Installing & Running Pandas with IBM Open Enterprise SDK for Python
Pandas is a free and open source Python package used for data manipulation and analysis, being the most widely used analysis tool available for Python. It is fast, flexible, easy to use, and it can be run with IBM Open Enterprise SDK for Python, enabling users to take input directly from a multitude of different sources such as formatted files (.csv, .json, etc…), or through RESTful API calls to external services.

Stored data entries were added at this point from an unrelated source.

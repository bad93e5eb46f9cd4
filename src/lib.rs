//! # Weather Dashboard Core Library
//!
//! This library provides the data model and rendering pipeline for a single-page
//! weather dashboard sized for a 4.2" monochrome e-paper panel (400×300, 1 bit per pixel).
//!
//! ## Design Philosophy
//!
//! ### One request, one render
//! - **Linear pipeline**: fetch forecast → compute layout → rasterize → encode BMP
//! - **Immutable values**: a [`Forecast`] is built once per request and dropped after
//!   the response is written
//! - **Shared read-only assets**: icons and fonts are loaded at start-up and shared
//!   between requests without locking
//!
//! ### The 06:00 day boundary
//! The dashboard's "day" runs from 06:00 to 06:00 the next morning in the configured
//! timezone, not midnight to midnight. Hours before 06:00 are drawn with night icons.
//!
//! ### Data Flow
//! 1. **Source**: [`forecast_data::TomorrowIoSource`] or [`fixture::FixtureSource`]
//! 2. **Layout**: [`layout::Layout`] maps time and values to pixel coordinates
//! 3. **Render**: [`renderer::DashboardRenderer`] draws onto a [`canvas::Canvas`]
//! 4. **Encode**: [`bmp::encode`] produces the 1-bpp bitmap served by [`server`]
//!
//! ## Core Types
//! - [`ForecastInterval`]: one time-sampled observation
//! - [`Forecast`]: today's daily summary plus the hourly breakdown

use chrono::{DateTime, Duration, FixedOffset, NaiveTime, TimeZone};
use chrono_tz::Tz;

// Module declarations
pub mod assets;
pub mod bmp;
pub mod canvas;
pub mod conditions;
pub mod config;
pub mod fixture;
pub mod forecast_data;
pub mod layout;
pub mod renderer;
pub mod server;

#[cfg(test)]
mod tests;

/// Hour of the local day at which the dashboard's day begins.
pub const DAY_START_HOUR: u32 = 6;

/// One forecast interval, either an hour or a whole day.
///
/// `weather_code_full_day` is only populated on the daily interval; the provider
/// omits it on hourly entries.
///
/// # Example
/// ```
/// use chrono::DateTime;
/// use weather_dash_lib::ForecastInterval;
///
/// let hour = ForecastInterval {
///     start_time: DateTime::parse_from_rfc3339("2022-07-31T05:00:00Z").unwrap(),
///     precipitation_intensity: 0.0,
///     precipitation_probability: 0.0,
///     temperature: 18.29,
///     temperature_apparent: 18.29,
///     weather_code: 1001,
///     weather_code_full_day: None,
///     wind_speed: 3.65,
/// };
/// assert!(hour.weather_code_full_day.is_none());
/// ```
#[derive(Clone, Debug, PartialEq)]
pub struct ForecastInterval {
    /// Start of the interval
    pub start_time: DateTime<FixedOffset>,
    /// Precipitation in mm/hr
    pub precipitation_intensity: f64,
    /// Chance of precipitation, 0-100
    pub precipitation_probability: f64,
    /// Air temperature in °C
    pub temperature: f64,
    /// "Feels like" temperature in °C
    pub temperature_apparent: f64,
    /// Condition code for the interval
    pub weather_code: i32,
    /// Compound condition code for the whole day (daily interval only)
    pub weather_code_full_day: Option<i32>,
    /// Wind speed in m/s
    pub wind_speed: f64,
}

/// A 48-hour forecast: one daily summary and the hourly breakdown.
///
/// `hourly` is kept in provider order, which is chronological. Rendering iterates
/// over it as-is and never resamples.
#[derive(Clone, Debug, PartialEq)]
pub struct Forecast {
    /// Daily summary for the dashboard's day
    pub today: ForecastInterval,
    /// Hourly intervals, chronological
    pub hourly: Vec<ForecastInterval>,
}

impl Forecast {
    /// 06:00 on the calendar date of `today.start_time`, as seen in `tz`.
    pub fn day_start(&self, tz: Tz) -> DateTime<Tz> {
        let date = self.today.start_time.with_timezone(&tz).date_naive();
        let local = date
            .and_hms_opt(DAY_START_HOUR, 0, 0)
            .unwrap_or_else(|| date.and_time(NaiveTime::default()));

        // 06:00 never falls in a DST gap for real zones; read it as UTC if it ever does
        tz.from_local_datetime(&local)
            .earliest()
            .unwrap_or_else(|| local.and_utc().with_timezone(&tz))
    }

    /// Hourly intervals inside `[day_start, day_start + 24h]`, both ends inclusive.
    pub fn today_hours(&self, tz: Tz) -> Vec<&ForecastInterval> {
        let start = self.day_start(tz);
        let end = start + Duration::hours(24);

        self.hourly
            .iter()
            .filter(|h| start <= h.start_time && h.start_time <= end)
            .collect()
    }
}
//! # Dashboard Rendering
//!
//! This module draws a [`Forecast`] onto a 400×300 1-bit [`Canvas`] and provides
//! an ASCII preview of the result for development on a desktop terminal.
//!
//! ## Drawing order
//! Later steps paint over earlier ones:
//! 1. Corner-to-corner diagonals in dithered mid-gray
//! 2. Header: date, "Updated HH:MM", full-day condition icon
//! 3. Day high (large) and low (bold) numerals
//! 4. Temperature curve
//! 5. Apparent-temperature curve, dithered to a dotted line
//! 6. Labels above the first high and first low points
//! 7. Rainfall bars
//! 8. Time axis labels
//! 9. Condition icons every 6 hours
//! 10. Wind speed circles every 6 hours
//!
//! Every date shown is in the renderer's timezone. Icons that were not loaded
//! are left out; everything else is always drawn.

use crate::assets::Assets;
use crate::canvas::{Canvas, GrayLayer, HEIGHT, WIDTH};
use crate::layout::{Layout, RenderError, AXIS_Y};
use crate::{Forecast, DAY_START_HOUR};
use chrono::{DateTime, Timelike};
use chrono_tz::Tz;
use embedded_graphics::{
    mono_font::{MonoFont, MonoTextStyle},
    pixelcolor::{BinaryColor, Gray8},
    prelude::*,
    primitives::{Circle, Line, Polyline, PrimitiveStyle, Rectangle},
    text::{Alignment, Baseline, Text, TextStyleBuilder},
};
use std::sync::Arc;
use tracing::debug;

/// m/s → mph
const MPH_PER_METRE_PER_SECOND: f64 = 2.23694;
/// Wind above this is drawn as a filled circle
const WINDY_MPH: f64 = 10.0;

const CURVE_WIDTH: u32 = 3;
/// Gray level of the dithered elements, about half the pixels end up inked
const MID_GRAY: Gray8 = Gray8::new(127);

/// Alpha thresholds for icon masks
const HEADER_ICON_THRESHOLD: u8 = 127;
const HOURLY_ICON_THRESHOLD: u8 = 90;

// Fixed positions on the 400×300 canvas
const DATE_ANCHOR: Point = Point::new(11, 21);
const UPDATED_ANCHOR: Point = Point::new(WIDTH as i32 - 11, 21);
const HEADER_ICON_ORIGIN: Point = Point::new(10, 36);
const HIGH_ANCHOR: Point = Point::new(62, 75);
const LOW_ANCHOR: Point = Point::new(142, 75);
const POINT_LABEL_LIFT: i32 = 4;
const BAR_HALF_WIDTH: i32 = 3;
const TICK_LABEL_GAP: i32 = 6;
const ICON_TOP: i32 = 236;
const ICON_HALF_WIDTH: i32 = 12;
const WIND_CENTER_Y: i32 = 280;
const WIND_DIAMETER: u32 = 18;

/// Renders forecasts with a fixed set of assets and a fixed timezone.
#[derive(Clone, Debug)]
pub struct DashboardRenderer {
    assets: Arc<Assets>,
    tz: Tz,
}

impl DashboardRenderer {
    pub fn new(assets: Arc<Assets>, tz: Tz) -> Self {
        Self { assets, tz }
    }

    pub fn timezone(&self) -> Tz {
        self.tz
    }

    /// Render `forecast`, stamping `updated_at` into the header.
    ///
    /// The output depends only on the arguments and the loaded assets, so the
    /// same inputs always give the same pixels.
    pub fn render(&self, forecast: &Forecast, updated_at: DateTime<Tz>) -> Result<Canvas, RenderError> {
        let layout = Layout::new(forecast, self.tz)?;
        let mut canvas = Canvas::new(WIDTH, HEIGHT);

        debug!(
            day_start = %layout.day_start(),
            hours = layout.hours().len(),
            high = layout.temp_high(),
            low = layout.temp_low(),
            "Rendering dashboard"
        );

        self.draw_diagonals(&mut canvas);
        self.draw_header(&mut canvas, forecast, updated_at);
        self.draw_extremes(&mut canvas, &layout);
        self.draw_temperature_curves(&mut canvas, &layout);
        self.draw_point_labels(&mut canvas, &layout);
        self.draw_rainfall(&mut canvas, &layout);
        self.draw_time_axis(&mut canvas, &layout);
        self.draw_condition_icons(&mut canvas, &layout);
        self.draw_wind(&mut canvas, &layout);

        Ok(canvas)
    }

    /// Header date, e.g. "Sunday 31 July 2022"
    pub fn date_label(&self, forecast: &Forecast) -> String {
        forecast
            .today
            .start_time
            .with_timezone(&self.tz)
            .format("%A %d %B %Y")
            .to_string()
    }

    fn draw_diagonals(&self, canvas: &mut Canvas) {
        let mut layer = GrayLayer::new(WIDTH, HEIGHT);
        let style = PrimitiveStyle::with_stroke(MID_GRAY, 1);
        let (right, bottom) = (WIDTH as i32 - 1, HEIGHT as i32 - 1);

        Line::new(Point::zero(), Point::new(right, bottom))
            .into_styled(style)
            .draw(&mut layer)
            .ok();
        Line::new(Point::new(0, bottom), Point::new(right, 0))
            .into_styled(style)
            .draw(&mut layer)
            .ok();

        layer.composite_onto(canvas);
    }

    fn draw_header(&self, canvas: &mut Canvas, forecast: &Forecast, updated_at: DateTime<Tz>) {
        let fonts = &self.assets.typography;

        draw_text(
            canvas,
            &self.date_label(forecast),
            DATE_ANCHOR,
            fonts.date.font(),
            Alignment::Left,
            Baseline::Alphabetic,
        );

        let updated = format!("Updated {}", updated_at.with_timezone(&self.tz).format("%H:%M"));
        draw_text(
            canvas,
            &updated,
            UPDATED_ANCHOR,
            fonts.updated.font(),
            Alignment::Right,
            Baseline::Alphabetic,
        );

        if let Some(code) = forecast.today.weather_code_full_day {
            self.draw_icon(canvas, code, true, false, HEADER_ICON_ORIGIN, HEADER_ICON_THRESHOLD);
        }
    }

    fn draw_extremes(&self, canvas: &mut Canvas, layout: &Layout) {
        let fonts = &self.assets.typography;
        draw_text(
            canvas,
            &format_temp(layout.temp_high()),
            HIGH_ANCHOR,
            fonts.temp_high.font(),
            Alignment::Left,
            Baseline::Alphabetic,
        );
        draw_text(
            canvas,
            &format_temp(layout.temp_low()),
            LOW_ANCHOR,
            fonts.temp_low.font(),
            Alignment::Left,
            Baseline::Alphabetic,
        );
    }

    fn draw_temperature_curves(&self, canvas: &mut Canvas, layout: &Layout) {
        let actual: Vec<Point> = layout
            .hours()
            .iter()
            .map(|h| to_point(layout.x_for_time(&h.start_time), layout.y_for_temp(h.temperature)))
            .collect();
        Polyline::new(&actual)
            .into_styled(PrimitiveStyle::with_stroke(BinaryColor::On, CURVE_WIDTH))
            .draw(canvas)
            .ok();

        let apparent: Vec<Point> = layout
            .hours()
            .iter()
            .map(|h| {
                to_point(
                    layout.x_for_time(&h.start_time),
                    layout.y_for_temp(h.temperature_apparent),
                )
            })
            .collect();
        let mut layer = GrayLayer::new(WIDTH, HEIGHT);
        Polyline::new(&apparent)
            .into_styled(PrimitiveStyle::with_stroke(MID_GRAY, CURVE_WIDTH))
            .draw(&mut layer)
            .ok();
        layer.composite_onto(canvas);
    }

    fn draw_point_labels(&self, canvas: &mut Canvas, layout: &Layout) {
        let font = self.assets.typography.curve_label.font();
        for index in [layout.high_index(), layout.low_index()] {
            let hour = layout.hours()[index];
            let anchor = to_point(
                layout.x_for_time(&hour.start_time),
                layout.y_for_temp(hour.temperature),
            ) - Point::new(0, POINT_LABEL_LIFT);
            draw_text(
                canvas,
                &format_temp(hour.temperature),
                anchor,
                font,
                Alignment::Center,
                Baseline::Alphabetic,
            );
        }
    }

    fn draw_rainfall(&self, canvas: &mut Canvas, layout: &Layout) {
        let fill = PrimitiveStyle::with_fill(BinaryColor::On);
        let axis = AXIS_Y.round() as i32;
        for hour in layout.hours() {
            let top = to_point(
                layout.x_for_time(&hour.start_time),
                layout.y_for_rainfall(hour.precipitation_intensity),
            );
            Rectangle::with_corners(
                Point::new(top.x - BAR_HALF_WIDTH, top.y),
                Point::new(top.x + BAR_HALF_WIDTH, axis),
            )
            .into_styled(fill)
            .draw(canvas)
            .ok();
        }
    }

    fn draw_time_axis(&self, canvas: &mut Canvas, layout: &Layout) {
        let font = self.assets.typography.axis_label.font();
        let top = AXIS_Y.round() as i32 + TICK_LABEL_GAP;
        for tick in layout.time_axis_ticks() {
            draw_text(
                canvas,
                &tick.label,
                Point::new(tick.x.round() as i32, top),
                font,
                Alignment::Center,
                Baseline::Top,
            );
        }
    }

    fn draw_condition_icons(&self, canvas: &mut Canvas, layout: &Layout) {
        for hour in layout.six_hourly() {
            let x = layout.x_for_time(&hour.start_time).round() as i32;
            let night = hour.start_time.with_timezone(&self.tz).hour() < DAY_START_HOUR;
            self.draw_icon(
                canvas,
                hour.weather_code,
                false,
                night,
                Point::new(x - ICON_HALF_WIDTH, ICON_TOP),
                HOURLY_ICON_THRESHOLD,
            );
        }
    }

    fn draw_wind(&self, canvas: &mut Canvas, layout: &Layout) {
        let font = self.assets.typography.wind.font();
        for hour in layout.six_hourly() {
            let mph = wind_mph(hour.wind_speed);
            let center = Point::new(layout.x_for_time(&hour.start_time).round() as i32, WIND_CENTER_Y);
            let radius = WIND_DIAMETER as i32 / 2;
            let circle = Circle::new(center - Point::new(radius, radius), WIND_DIAMETER);

            let text_color = if mph > WINDY_MPH {
                circle
                    .into_styled(PrimitiveStyle::with_fill(BinaryColor::On))
                    .draw(canvas)
                    .ok();
                BinaryColor::Off
            } else {
                circle
                    .into_styled(PrimitiveStyle::with_stroke(BinaryColor::On, 1))
                    .draw(canvas)
                    .ok();
                BinaryColor::On
            };

            let style = MonoTextStyle::new(font, text_color);
            let centered = TextStyleBuilder::new()
                .alignment(Alignment::Center)
                .baseline(Baseline::Middle)
                .build();
            Text::with_text_style(&format!("{:.0}", mph), center, style, centered)
                .draw(canvas)
                .ok();
        }
    }

    fn draw_icon(
        &self,
        canvas: &mut Canvas,
        code: i32,
        full_day: bool,
        night: bool,
        origin: Point,
        threshold: u8,
    ) {
        let icons = &self.assets.icons;
        let resolution = if full_day { 2 } else { 1 };
        let Some(icon) = icons.icon_for(code, full_day, night, resolution) else {
            return;
        };
        match icons.get(&icon) {
            Ok(mask) => {
                mask.draw_thresholded(canvas, origin, threshold).ok();
            }
            Err(e) => debug!(error = %e, "Skipping icon"),
        }
    }
}

/// Wind speed in mph
pub fn wind_mph(metres_per_second: f64) -> f64 {
    metres_per_second * MPH_PER_METRE_PER_SECOND
}

/// Whole degrees with a degree sign, e.g. "23°"
pub fn format_temp(celsius: f64) -> String {
    format!("{:.0}°", celsius)
}

fn to_point(x: f64, y: f64) -> Point {
    Point::new(x.round() as i32, y.round() as i32)
}

fn draw_text(
    canvas: &mut Canvas,
    text: &str,
    anchor: Point,
    font: &MonoFont<'_>,
    alignment: Alignment,
    baseline: Baseline,
) {
    let style = MonoTextStyle::new(font, BinaryColor::On);
    let text_style = TextStyleBuilder::new()
        .alignment(alignment)
        .baseline(baseline)
        .build();
    Text::with_text_style(text, anchor, style, text_style)
        .draw(canvas)
        .ok();
}

/// Terminal preview, one character per 4×6 block of pixels.
pub fn ascii_preview(canvas: &Canvas) -> String {
    const BLOCK_W: u32 = 4;
    const BLOCK_H: u32 = 6;
    const SHADES: [char; 4] = [' ', '.', ':', '#'];

    let cells = (BLOCK_W * BLOCK_H) as usize;
    let mut out = String::new();
    for y in (0..canvas.height()).step_by(BLOCK_H as usize) {
        for x in (0..canvas.width()).step_by(BLOCK_W as usize) {
            let ink = canvas.black_pixels_in(x, y, x + BLOCK_W, y + BLOCK_H);
            let shade = if ink == 0 {
                0
            } else {
                (1 + ink * (SHADES.len() - 1) / (cells + 1)).min(SHADES.len() - 1)
            };
            out.push(SHADES[shade]);
        }
        out.push('\n');
    }
    out
}

/// Print the terminal preview to stdout.
pub fn draw_ascii(canvas: &Canvas) {
    print!("{}", ascii_preview(canvas));
}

If you have IBM Open Enterprise SDK for Python 3.11, the quickest installation method is to use Python AI Toolkit for IBM z/OS. This is a repository of prebuilt Python packages relating to AI - the benefits of this are that you do not need to have a C or C++ compiler to install these packages, and the installation is significantly quicker. To install Pandas using the Python AI Toolkit for IBM z/OS, you can follow these steps:
- Verify that your Python environment is setup correctly
- (Optional) Service & Support for the packages from the Python AI Toolkit are optional, see the Python AI Toolkit for IBM z/OS for details on how to acquire this
- (Optional) Create a virtual environment
- python3 –m venv venv
- source ./venv/bin/activate
- Install Pandas using the Python AI Toolkit for IBM z/OS
- pip3 install pandas --index-url <Python AI Toolkit url> --trusted-host <Python AI Toolkit url>
If you are on IBM Open Enterprise SDK for Python 3.10 or lower, then there is a fork of Pandas v1.1.2 compatible with z/OS. The following instructions can be used to install Pandas:
- Follow/verify that your Python environment is setup correctly
- All Python environment variables, PATH, LIBPATH, _BPXK_AUTOCVT, _CEE_RUNOPTS, _TAG_REDIR_ERR, _TAG_REDIR_IN and _TAG_REDIR_OUT have been set
- That the CC and CXX environment variables have been set to the appropriate compiler, being the path to IBM C/C++ For Open Enterprise Languages on z/OS 2.0, IBM Open XL C/C++ 1.1 for z/OS, IBM XL C/C++ V2.4.1 for z/OS 2.4, or IBM z/OS XL C/C++
- That the Compiler control variables have been set:
- export _CC_CCMODE=1
- export _CXX_CCMODE=1
- export _C89_CCMODE=1
- export _CC_EXTRA_ARGS=1
- export _CXX_EXTRA_ARGS=1
- export _C89_EXTRA_ARGS=1
- SSH Keys have been setup to allow cloning from Github
- Create a virtualenv to install Pandas into, and activate that venv
- python3 -m venv venv --system-site-packages
- source ./venv/bin/activate
- Install dependencies and Pandas into the venv using the source from Github
- ./venv/bin/pip3 install setuptools wheel 'Cython>=0.29.16,<3'
- ./venv/bin/pip3 install git+ssh://git@github.com/pitmanst/pandas.git@v1.1.2.zos
Running a Sample Pandas program
$ python3
Python 3.11.5 (heads/pyz_dev-3.11.ziip:307931de97, Oct 19 2023, 09:40:03) [Clang 14.0.0 ] on zos
Type "help", "copyright", "credits" or "license" for more information.
>>> import pandas as pd
>>> pd.read_csv('test.csv')
col1 col2 col3
0 a b c
1 d e f
>>> pd.Series([1,2,3])
0 1
1 2
2 3
dtype: int64
Troubleshooting
When trying to read from a CSV, I get an error:
UnicodeDecodeError: 'utf-8' codec can't decode byte 0x83 in position 0: invalid start byte
To fix this, make sure to tag your file with the correct encoding. See the IBM Open Enterprise SDK for Python Troubleshooting page for more information.
Tutorials
For getting started with Pandas, the Pandas website has many tutorials which can assist with learning how to use it.